Every conversion is the same two questions: which way am I going, and by what factor. Get those two and the rest is just a multiply or a divide.

The Factors Worth Knowing

There are only three steps on the area ladder, and each is the square of its length factor:

mm² ↔ cm²: ×100 or ÷100  (because 1 cm = 10 mm, and 10² = 100)
cm² ↔ m²: ×10 000 or ÷10 000  (because 1 m = 100 cm, and 100² = 10 000)
m² ↔ ha: ×10 000 or ÷10 000  (a hectare is a 100 m × 100 m square)

Which Way: Multiply or Divide?

Going to a smaller unit, you'll need more of them, so you multiply. Going to a bigger unit, you'll need fewer, so you divide. A square metre is a big tile; chop it into little square centimetres and you get loads — 10 000 — so m² → cm² multiplies.

Say it plainly: smaller unit = multiply, bigger unit = divide. And always use the area factor (100, 10 000), never the plain length one.

A Worked One

Convert 3 m² into cm². We're heading to a smaller unit, so multiply. The factor for m² → cm² is 10 000. So 3 × 10 000 = 30 000 cm². Going the other way, 50 000 cm² into m²? Divide: 50 000 ÷ 10 000 = 5 m².
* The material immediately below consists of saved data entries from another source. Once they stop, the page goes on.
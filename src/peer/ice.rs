use crate::signaling::IceCandidate;
use std::sync::Mutex;
use tracing::debug;
use webrtc::ice_transport::ice_candidate::RTCIceCandidateInit;
use webrtc::peer_connection::RTCPeerConnection;

pub(crate) fn to_init(candidate: IceCandidate) -> RTCIceCandidateInit {
    RTCIceCandidateInit {
        candidate: candidate.candidate,
        sdp_mid: candidate.sdp_mid,
        sdp_mline_index: candidate.sdp_mline_index,
        username_fragment: None,
    }
}

/// Applies one remote candidate. Races during the discovery phase are
/// expected, so failures are logged and dropped rather than surfaced.
pub(crate) async fn apply_candidate(pc: &RTCPeerConnection, candidate: IceCandidate) {
    if let Err(e) = pc.add_ice_candidate(to_init(candidate)).await {
        debug!("dropping remote ICE candidate: {e}");
    }
}

/// Applies every candidate queued before the remote description arrived.
pub(crate) async fn drain_pending(pc: &RTCPeerConnection, pending: &Mutex<Vec<IceCandidate>>) {
    let queued: Vec<IceCandidate> = pending.lock().unwrap().drain(..).collect();
    for candidate in queued {
        apply_candidate(pc, candidate).await;
    }
}
//! URI normalization helpers.
//!
//! Emitted walk tokens use a compact prefixed form (`dbr:Berlin` rather
//! than the full DBpedia resource URI), which substantially reduces corpus
//! size. Shortening is idempotent: an already-shortened token passes
//! through unchanged.

use std::borrow::Cow;

/// Namespace prefixes recognized by [`shorten_uri`].
const PREFIXES: &[(&str, &str)] = &[
    ("http://www.w3.org/1999/02/22-rdf-syntax-ns#", "rdf:"),
    ("http://www.w3.org/2000/01/rdf-schema#", "rdfs:"),
    ("http://www.w3.org/2002/07/owl#", "owl:"),
    ("http://www.w3.org/2001/XMLSchema#", "xsd:"),
    ("http://www.w3.org/2004/02/skos/core#", "skos:"),
    ("http://xmlns.com/foaf/0.1/", "foaf:"),
    ("http://purl.org/dc/terms/", "dct:"),
    ("http://dbpedia.org/resource/", "dbr:"),
    ("http://dbpedia.org/ontology/", "dbo:"),
    ("http://dbpedia.org/property/", "dbp:"),
    ("http://www.wikidata.org/entity/", "wd:"),
    ("http://www.wikidata.org/prop/direct/", "wdt:"),
];

/// Shorten a URI to its compact prefixed form.
///
/// URIs outside the known namespaces are returned unchanged, as are tokens
/// that are already shortened (no shortened form starts with a full
/// namespace IRI, so the function is idempotent).
pub fn shorten_uri(uri: &str) -> Cow<'_, str> {
    for (namespace, prefix) in PREFIXES {
        if let Some(local) = uri.strip_prefix(namespace) {
            return Cow::Owned(format!("{prefix}{local}"));
        }
    }
    Cow::Borrowed(uri)
}

/// Remove a leading less-than and a trailing greater-than sign.
pub fn strip_tags(term: &str) -> &str {
    let term = term.strip_prefix('<').unwrap_or(term);
    term.strip_suffix('>').unwrap_or(term)
}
Choosing the Unit in the First Place

Before you convert anything, pick a unit that makes the number friendly. A desk top in cm² (a few thousand), a stamp in mm², a classroom in m², a paddock in hectares. If your number has a silly pile of zeros or a tiny string of decimals, you've probably picked the wrong unit — that's the quiz at the bottom of the toy.

Us, Thinking Out Loud

How do you decide whether a conversion should multiply or divide?

What's a thing at home you'd measure in cm², and one you'd measure in m²?